Security researchers at IBM have discovered a potentially serious vulnerability in a communications module made by Thales for IoT devices. Millions of devices could be impacted, but the vendor released a patch six months ago.
The flaw, tracked as CVE-2020-15858, was discovered in September 2019 and it was patched in February 2020. It was initially identified in Thales’ Cinterion EHS8 M2M module, which enables secure 3G and 4G communications in IoT devices, but it was later also found to impact ten other modules in the same product line.
The impacted modules are present in millions of IoT products, including ones used in the medical, telecom, energy and automotive industries.
The vulnerability is related to the fact that the product runs Java code that can include information such as encryption keys, passwords and certificates. An attacker who has access to the targeted IoT device can exploit the vulnerability to bypass security mechanisms and gain access to this information, which can then be used to take control of a device or access the network housing it. In some cases, remote exploitation is possible via the communication capabilities provided by the module itself, IBM said.
The impact of an attack depends on what the targeted IoT device is used for. An attacker could, for example, target medical devices and manipulate readings or even tamper with the treatment delivered by the device (e.g. insulin pumps).
Another theoretical attack scenario described by IBM targets the energy and utilities sector. An attacker could hack smart meters and manipulate readings, which can lead to smaller or larger electricity bills.
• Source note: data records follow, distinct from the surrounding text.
mod cli;

use clap::{Parser, Subcommand};

use cli::hash::{cmd_hash, HashArgs};
use cli::profiles::{cmd_profiles, ProfilesArgs};
use cli::sample::{cmd_sample, SampleArgs};
use cli::score::{cmd_score, ScoreArgs};

#[derive(Parser)]
#[command(
    name = "monas",
    version,
    about = "Hardware-aware architecture sampling and surrogate scoring"
)]
struct Cli {
    #[command(subcommand)]
    command: Command,
}

#[derive(Subcommand)]
enum Command {
    /// List hardware profiles
    Profiles(ProfilesArgs),
    /// Sample an initial population under a hardware profile
    Sample(SampleArgs),
    /// Show content hashes (BLAKE3) of a saved population
    Hash(HashArgs),
    /// Score a saved population against a benchmark table
    Score(ScoreArgs),
}

fn main() {
    env_logger::Builder::from_env(env_logger::Env::default().default_filter_or("info")).init();

    let cli = Cli::parse();
    match cli.command {
        Command::Profiles(args) => cmd_profiles(args),
        Command::Sample(args) => cmd_sample(args),
        Command::Hash(args) => cmd_hash(args),
        Command::Score(args) => cmd_score(args),
    }
}
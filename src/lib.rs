//! Constraint-aware sampling and cached surrogate scoring for
//! multi-objective neural architecture search.
//!
//! Two engines feed a genetic search loop:
//!
//! - [`sample`]: draws an initial population from a [`space::SearchSpace`]
//!   under a named [`config::HardwareProfile`], by bounded rejection
//!   sampling against a cheap [`cost::CostEstimator`];
//! - [`eval`]: scores individuals through a [`eval::Surrogate`], caching by
//!   content hash, and folds accuracy, latency, params and FLOPs into one
//!   fitness value with hard hardware bounds.

pub mod arch;
pub mod config;
pub mod cost;
pub mod error;
pub mod eval;
pub mod pareto;
pub mod report;
pub mod sample;
pub mod space;

pub use arch::{hash_architecture, ArchHash, Architecture};
pub use config::{HardwareConstraints, HardwareProfile, ProfileTable};
pub use error::{MonasError, Result};
pub use eval::{
    compute_fitness, Evaluation, Evaluator, Metric, MetricSet, ObjectiveWeights, Surrogate,
    REJECTED_FITNESS,
};
pub use sample::{initialize_population, sample_architectures, Sampler};
pub use space::{CellSpace, SearchSpace};
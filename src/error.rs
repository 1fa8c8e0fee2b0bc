//! Error types for the library surface.
//!
//! Surrogate failures are not here: they never leave the evaluator (see
//! [`crate::eval::SurrogateError`]).

use std::path::PathBuf;

use thiserror::Error;

#[derive(Error, Debug)]
pub enum MonasError {
    #[error("unknown hardware profile '{name}' (available: {})", .available.join(", "))]
    UnknownHardwareProfile { name: String, available: Vec<String> },

    #[error("invalid hardware profile '{name}': {reason}")]
    InvalidProfile { name: String, reason: String },

    #[error("cannot read '{}': {source}", .path.display())]
    Io {
        path: PathBuf,
        #[source]
        source: std::io::Error,
    },

    #[error("malformed JSON in '{}': {source}", .path.display())]
    Json {
        path: PathBuf,
        #[source]
        source: serde_json::Error,
    },

    #[error("invalid bound '{key}': {value} is not a number")]
    InvalidBound { key: String, value: f64 },

    #[error("invalid objective '{0}': expected <metric>=<weight>")]
    InvalidObjective(String),

    #[error("unknown metric '{0}' (expected accuracy, latency, params or flops)")]
    UnknownMetric(String),

    #[error("invalid search space: {0}")]
    InvalidSearchSpace(String),
}

pub type Result<T> = std::result::Result<T, MonasError>;

impl MonasError {
    pub(crate) fn io(path: impl Into<PathBuf>, source: std::io::Error) -> Self {
        Self::Io {
            path: path.into(),
            source,
        }
    }

    pub(crate) fn json(path: impl Into<PathBuf>, source: serde_json::Error) -> Self {
        Self::Json {
            path: path.into(),
            source,
        }
    }
}
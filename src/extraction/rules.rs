//! Noise rules shared by every pass
//!
//! Screenshots from different fantasy apps keep adding new labels, so the
//! knowledge of what is *not* a player lives in this one table. New UI
//! variants are handled by adding a rule or a word here.

use super::RoleContext;
use regex::Regex;
use std::sync::LazyLock;

/// Team abbreviations printed next to player names
pub const TEAM_CODES: &[&str] = &[
    "CSK", "MI", "RCB", "KKR", "SRH", "DC", "PBKS", "KXIP", "RR", "LSG", "GT", "IND", "AUS",
    "ENG", "PAK", "SA", "NZ", "WI", "SL", "BAN", "AFG", "IRE", "ZIM", "NED",
];

/// Words that never appear in a player line accepted by the loose passes
const DENYLIST: &[&str] = &[
    // roles
    "wicket", "keeper", "keepers", "wk", "batter", "batters", "batsman", "batsmen", "bowler",
    "bowlers", "all", "rounder", "rounders", "allrounder", "allrounders", "captain", "vice",
    // app chrome
    "team", "match", "preview", "save", "edit", "confirm", "submit", "credit", "credits",
    "remaining", "balance", "selected", "dream11", "points", "pts", "cr", "players", "player",
    "left", "lineup", "lineups", "announced", "playing", "squad", "create", "next", "back",
    "done", "contest", "join", "share", "view", "choose", "pick", "your",
    // prompt filler
    "and", "the", "of",
    // scoreboard
    "total", "runs", "wickets", "overs", "extras", "batting", "bowling", "fielding",
    // actions
    "tap", "click", "select", "cancel", "ok", "yes", "no",
];

static WICKET_KEEPER_HEADER: LazyLock<Regex> =
    LazyLock::new(|| Regex::new(r"(?i)wicket[\s-]?keeper|\bwk\b").unwrap());
static ALL_ROUNDER_HEADER: LazyLock<Regex> =
    LazyLock::new(|| Regex::new(r"(?i)all[\s-]?rounder").unwrap());
static BATTER_HEADER: LazyLock<Regex> =
    LazyLock::new(|| Regex::new(r"(?i)batter|batsm[ae]n").unwrap());
static BOWLER_HEADER: LazyLock<Regex> = LazyLock::new(|| Regex::new(r"(?i)bowler").unwrap());

static UI_CHROME: LazyLock<Regex> = LazyLock::new(|| {
    Regex::new(
        r"(?i)\b(save|edit|confirm|submit|preview|credits?|remaining|balance|selected|team|match|points|pts|next|back|done|choose|pick|dream\s?11|d11)\b",
    )
    .unwrap()
});
static NUMERIC_TOTAL: LazyLock<Regex> = LazyLock::new(|| {
    Regex::new(r"(?i)^[+\-]?\d[\d\s.,:/%+\-]*(pts?|points|cr)?$").unwrap()
});
static ACTION_WORD: LazyLock<Regex> = LazyLock::new(|| {
    Regex::new(r"(?i)^(tap|click|select|cancel|ok|yes|no)[.!]?$").unwrap()
});
static SCOREBOARD_WORD: LazyLock<Regex> = LazyLock::new(|| {
    Regex::new(r"(?i)\b(total|runs|wickets|overs|extras|batting|bowling|fielding)\b").unwrap()
});

/// Role announced by a header line such as "BATTERS (4)"
pub fn role_header(line: &str) -> Option<RoleContext> {
    // "all-rounder" is checked before the others so "ALL-ROUNDERS" never
    // falls through to a looser match
    if ALL_ROUNDER_HEADER.is_match(line) {
        Some(RoleContext::AllRounder)
    } else if WICKET_KEEPER_HEADER.is_match(line) {
        Some(RoleContext::WicketKeeper)
    } else if BATTER_HEADER.is_match(line) {
        Some(RoleContext::Batter)
    } else if BOWLER_HEADER.is_match(line) {
        Some(RoleContext::Bowler)
    } else {
        None
    }
}

/// One named reason to treat a line as noise
pub struct SkipRule {
    pub name: &'static str,
    /// A leadership marker on the line keeps it as a candidate anyway
    pub overridable: bool,
    predicate: fn(&str) -> bool,
    /// Removes the words the rule matched, for rules that match part of a line
    strip: Option<fn(&str) -> String>,
}

impl SkipRule {
    pub fn matches(&self, line: &str) -> bool {
        (self.predicate)(line)
    }

    /// The line without the words that made it noise
    pub fn strip(&self, line: &str) -> String {
        match self.strip {
            Some(strip) => strip(line),
            None => line.to_string(),
        }
    }
}

/// Evaluated in order; the first match decides
pub static SKIP_RULES: &[SkipRule] = &[
    SkipRule {
        name: "ui_chrome",
        overridable: true,
        predicate: |line| UI_CHROME.is_match(line),
        strip: Some(strip_ui_chrome),
    },
    SkipRule {
        name: "team_code",
        overridable: true,
        predicate: is_team_code,
        strip: None,
    },
    SkipRule {
        name: "numeric_total",
        overridable: false,
        predicate: |line| NUMERIC_TOTAL.is_match(line),
        strip: None,
    },
    SkipRule {
        name: "single_character",
        overridable: false,
        predicate: |line| line.chars().count() == 1,
        strip: None,
    },
    SkipRule {
        name: "punctuation_only",
        overridable: false,
        predicate: |line| !line.chars().any(char::is_alphanumeric),
        strip: None,
    },
    SkipRule {
        name: "length_bounds",
        overridable: true,
        predicate: |line| {
            let len = line.chars().count();
            !(2..=30).contains(&len)
        },
        strip: None,
    },
    SkipRule {
        name: "action_word",
        overridable: true,
        predicate: |line| ACTION_WORD.is_match(line),
        strip: None,
    },
    SkipRule {
        name: "scoreboard_word",
        overridable: true,
        predicate: |line| SCOREBOARD_WORD.is_match(line),
        strip: Some(strip_scoreboard_words),
    },
];

/// First rule that marks the line as noise
pub fn first_skip_rule(line: &str) -> Option<&'static SkipRule> {
    SKIP_RULES.iter().find(|rule| rule.matches(line))
}

pub fn skip_rule(name: &str) -> Option<&'static SkipRule> {
    SKIP_RULES.iter().find(|rule| rule.name == name)
}

fn strip_ui_chrome(line: &str) -> String {
    UI_CHROME.replace_all(line, " ").into_owned()
}

fn strip_scoreboard_words(line: &str) -> String {
    SCOREBOARD_WORD.replace_all(line, " ").into_owned()
}

fn is_team_code(line: &str) -> bool {
    let upper = line.trim().to_uppercase();
    TEAM_CODES.contains(&upper.as_str())
}

/// True when any word of the line is a team code, role word or UI word
pub fn contains_denylisted_word(line: &str) -> bool {
    line.split(|c: char| c.is_whitespace() || matches!(c, '.' | '-' | '\''))
        .filter(|word| !word.is_empty())
        .map(str::to_lowercase)
        .any(|word| {
            DENYLIST.contains(&word.as_str())
                || TEAM_CODES.iter().any(|code| code.eq_ignore_ascii_case(&word))
        })
}

#[cfg(test)]
mod tests {
    use super::*;

    fn rule_for(line: &str) -> Option<&'static str> {
        first_skip_rule(line).map(|rule| rule.name)
    }

    #[test]
    fn test_role_headers() {
        assert_eq!(role_header("WICKET-KEEPERS (1)"), Some(RoleContext::WicketKeeper));
        assert_eq!(role_header("Wicket Keeper"), Some(RoleContext::WicketKeeper));
        assert_eq!(role_header("WK"), Some(RoleContext::WicketKeeper));
        assert_eq!(role_header("BATTERS (4)"), Some(RoleContext::Batter));
        assert_eq!(role_header("Batsmen"), Some(RoleContext::Batter));
        assert_eq!(role_header("ALL-ROUNDERS (2)"), Some(RoleContext::AllRounder));
        assert_eq!(role_header("all rounder"), Some(RoleContext::AllRounder));
        assert_eq!(role_header("BOWLERS (4)"), Some(RoleContext::Bowler));
        assert_eq!(role_header("Virat Kohli"), None);
        assert_eq!(role_header("Hawkins"), None);
    }

    #[test]
    fn test_ui_chrome() {
        assert_eq!(rule_for("Team Preview"), Some("ui_chrome"));
        assert_eq!(rule_for("100 Credits Left"), Some("ui_chrome"));
        assert_eq!(rule_for("Dream11"), Some("ui_chrome"));
        assert_eq!(rule_for("SAVE"), Some("ui_chrome"));
        assert_eq!(rule_for("Steve Smith"), None);
    }

    #[test]
    fn test_team_codes() {
        assert_eq!(rule_for("CSK"), Some("team_code"));
        assert_eq!(rule_for("rcb"), Some("team_code"));
        assert_eq!(rule_for("PBKS"), Some("team_code"));
        assert_eq!(rule_for("Russell"), None);
    }

    #[test]
    fn test_numeric_totals() {
        assert_eq!(rule_for("9.5"), Some("numeric_total"));
        assert_eq!(rule_for("100 pts"), Some("numeric_total"));
        assert_eq!(rule_for("45.5 Cr"), Some("numeric_total"));
        assert_eq!(rule_for("11/11"), Some("numeric_total"));
        assert!(!first_skip_rule("9.5").unwrap().overridable);
    }

    #[test]
    fn test_character_rules() {
        assert_eq!(rule_for("C"), Some("single_character"));
        assert_eq!(rule_for("--"), Some("punctuation_only"));
        assert_eq!(rule_for("Abcdefghijklmnop Qrstuvwxyzabcdefg"), Some("length_bounds"));
    }

    #[test]
    fn test_action_and_scoreboard_words() {
        assert_eq!(rule_for("OK"), Some("action_word"));
        assert_eq!(rule_for("Cancel"), Some("action_word"));
        assert_eq!(rule_for("Total Runs"), Some("scoreboard_word"));
        assert_eq!(rule_for("BOWLING"), Some("scoreboard_word"));
        assert_eq!(rule_for("Nortje"), None);
    }

    #[test]
    fn test_strip_removes_matched_words() {
        let chrome = skip_rule("ui_chrome").unwrap();
        assert_eq!(chrome.strip("Team captain: Virat Kohli").trim(), "captain: Virat Kohli");
        let scoreboard = skip_rule("scoreboard_word").unwrap();
        assert_eq!(scoreboard.strip("Total Runs").trim(), "");
        let length = skip_rule("length_bounds").unwrap();
        assert_eq!(length.strip("Virat Kohli"), "Virat Kohli");
        assert!(skip_rule("no_such_rule").is_none());
    }

    #[test]
    fn test_prompt_words_are_chrome() {
        assert_eq!(rule_for("Choose Captain"), Some("ui_chrome"));
        assert!(contains_denylisted_word("Choose your and"));
    }

    #[test]
    fn test_denylisted_words() {
        assert!(contains_denylisted_word("All Rounders"));
        assert!(contains_denylisted_word("Team Preview"));
        assert!(contains_denylisted_word("MI Batting"));
        assert!(contains_denylisted_word("srh"));
        assert!(!contains_denylisted_word("Mitchell Starc"));
        assert!(!contains_denylisted_word("Quinton de Kock"));
    }
}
“With access to a large group of these devices through a control network, a malicious actor could also shut down meters for an entire city, causing wide-reaching blackouts that require individual repair visits, or, even worse, damage to the grid itself,” IBM said in a blog post.
While a patch has been available for months, the company pointed out that it may not be an easy task to roll it out to some products, such as medical devices or industrial control systems (ICS). The patch can be delivered either via an update conducted over a USB connection or over the air, depending on the device’s capabilities.